I would draw your Lordships' attention now to Clause 10, which is a new clause inserted on the Report stage in another place. It gives a right to anyone who thinks he has been overcharged to recover the difference between the price paid and the permitted price apart from penalties which may be incurred for contravention of the Act. As I say, this clause was introduced late in the Bill in another place, and an objection was made that as at present drafted it gives no protection to the trader similar to that given by Clause 8 against malicious or unreasonable actions. In order to meet that criticism my right honourable friend the Solicitor-General gave an undertaking that an Amendment should be introduced, and it will be introduced when the Committee stage is reached next week in your Lordships' House.
I think the only other clause to which I need draw special attention is Clause 14 (1). In order that there shall be no possibility of evading the Act by means of sales by auction, the Board of Trade are given power to apply the Act to sales by auction of particular descriptions of price-regulated goods if they think it necessary to do so. I do not think there are any other clauses which require special attention and I have already drawn your Lordships' attention to the Schedules of the Bill.
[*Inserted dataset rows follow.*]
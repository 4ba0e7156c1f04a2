//! Source positions: byte-offset spans and line/column locations.
//!
//! These types are stable and hand-written. Offsets are `u32` - a single
//! parse pass covers one in-memory buffer, never more than 4 GiB.

/// A byte range into the source buffer.
#[derive(Debug, Clone, Copy, PartialEq, Eq)]
pub struct Span {
    /// Start offset (inclusive)
    pub start: u32,
    /// End offset (exclusive)
    pub end: u32,
}

impl Span {
    /// Create a new span.
    #[inline]
    pub fn new(start: u32, end: u32) -> Self {
        Self { start, end }
    }

    /// Length of the span in bytes.
    #[inline]
    pub fn len(&self) -> usize {
        (self.end - self.start) as usize
    }

    /// Check if the span is empty.
    #[inline]
    pub fn is_empty(&self) -> bool {
        self.start == self.end
    }

    /// Resolve this span against the buffer it was produced from.
    #[inline]
    pub fn slice<'a>(&self, input: &'a str) -> &'a str {
        &input[self.start as usize..self.end as usize]
    }
}

/// A 1-based line/column position, used for error reporting.
#[derive(Debug, Clone, Copy, PartialEq, Eq)]
pub struct Location {
    pub line: u32,
    pub column: u32,
}

impl Location {
    /// Create a new location.
    #[inline]
    pub fn new(line: u32, column: u32) -> Self {
        Self { line, column }
    }

    /// The start of a buffer: line 1, column 1.
    #[inline]
    pub fn start() -> Self {
        Self { line: 1, column: 1 }
    }
}
//! tagtok Core Parser
//!
//! Streaming, event-based tag tokenizer for markup text. Splits an input
//! buffer into runs of plain text and tag occurrences (open/close/empty)
//! with their attributes, and pushes them at a [`TokenHandler`] without
//! building a tree. Tags the handler declines interest in are re-emitted
//! wholesale as text, which is what makes the model useful for content
//! transformation: untouched markup flows through byte-identical.
//!
//! # Architecture
//!
//! - **token.rs** - token kinds, the `TokenSource` interface, pushback stream adapter
//! - **lexer.rs** - default buffer-backed token source
//! - **event.rs** - `Text`/`Tag` event views and the `TokenHandler` trait
//! - **parser.rs** - recursive-descent tag/attribute grammar
//! - **span.rs** - Span/Location types
//!
//! # Example
//!
//! ```
//! use tagtok_core::{Location, ParseErrorCode, Tag, TagParser, Text, TokenHandler};
//!
//! struct Collect(Vec<String>);
//!
//! impl TokenHandler for Collect {
//!     fn cares_about_tag(&mut self, name: &str) -> bool {
//!         name.eq_ignore_ascii_case("title")
//!     }
//!     fn text(&mut self, text: &Text<'_>) {
//!         self.0.push(format!("text: {}", text.as_str()));
//!     }
//!     fn tag(&mut self, tag: &Tag<'_>) {
//!         self.0.push(format!("tag: {}", tag.name()));
//!     }
//!     fn error(&mut self, code: ParseErrorCode, location: Location) {
//!         self.0.push(format!("error: {} at {:?}", code.message(), location));
//!     }
//! }
//!
//! let mut events = Collect(Vec::new());
//! TagParser::new("<title>Hi</title><p>body</p>", &mut events)
//!     .run()
//!     .unwrap();
//! assert_eq!(
//!     events.0,
//!     ["tag: title", "text: Hi", "tag: title", "text: <p>", "text: body", "text: </p>"]
//! );
//! ```

pub mod event;
pub mod lexer;
pub mod parser;
pub mod span;
pub mod token;

pub use event::{Attribute, Tag, TagKind, Text, TokenHandler};
pub use lexer::Lexer;
pub use parser::{ParseError, ParseErrorCode, TagParser};
pub use span::{Location, Span};
pub use token::{SourceError, TokenKind, TokenSource, TokenStream};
I would like to say in conclusion that my right honourable friend attaches the very greatest importance to the committees which it is proposed to set up under Clause 8. I think your Lordships and the country generally will be pleased that, instead of amassing a large fresh staff at the Board of Trade, my right honourable friend is appointing the committees to 1651 work the Act. He and his advisers are going to take a great deal of trouble in selecting people to serve on these committees. He hopes to get the very best people he possibly can in order to make them real working committees, and he hopes that they will be prepared really to work hard and do their best so that the victories for which we hope in the field later may not be spoiled by discontent at home caused by avoidable hardship and distress.
The Bill was well received in another place. Although I think the spokesman of the official Opposition, Mr. Alexander, was rather critical, the spokesman of the Liberal Party, Mr. Kingsley Griffith, on the other hand, was very complimentary to the Bill. Although I cannot, by the rules of your Lordships' House, quote what he said, I may say that he inferred that it was an uncommonly good Bill and one which anybody on reading it through once could understand. I commend that to the noble Viscount who sits on the Liberal Benches here. I consider it a great privilege to be allowed to present this Bill which is just another instance of beginning where we left off in the last war and which, if properly worked, as I believe it will be worked, will go a great way to make people contented so that they may endure to the end, however long that end may be in coming. I beg to move.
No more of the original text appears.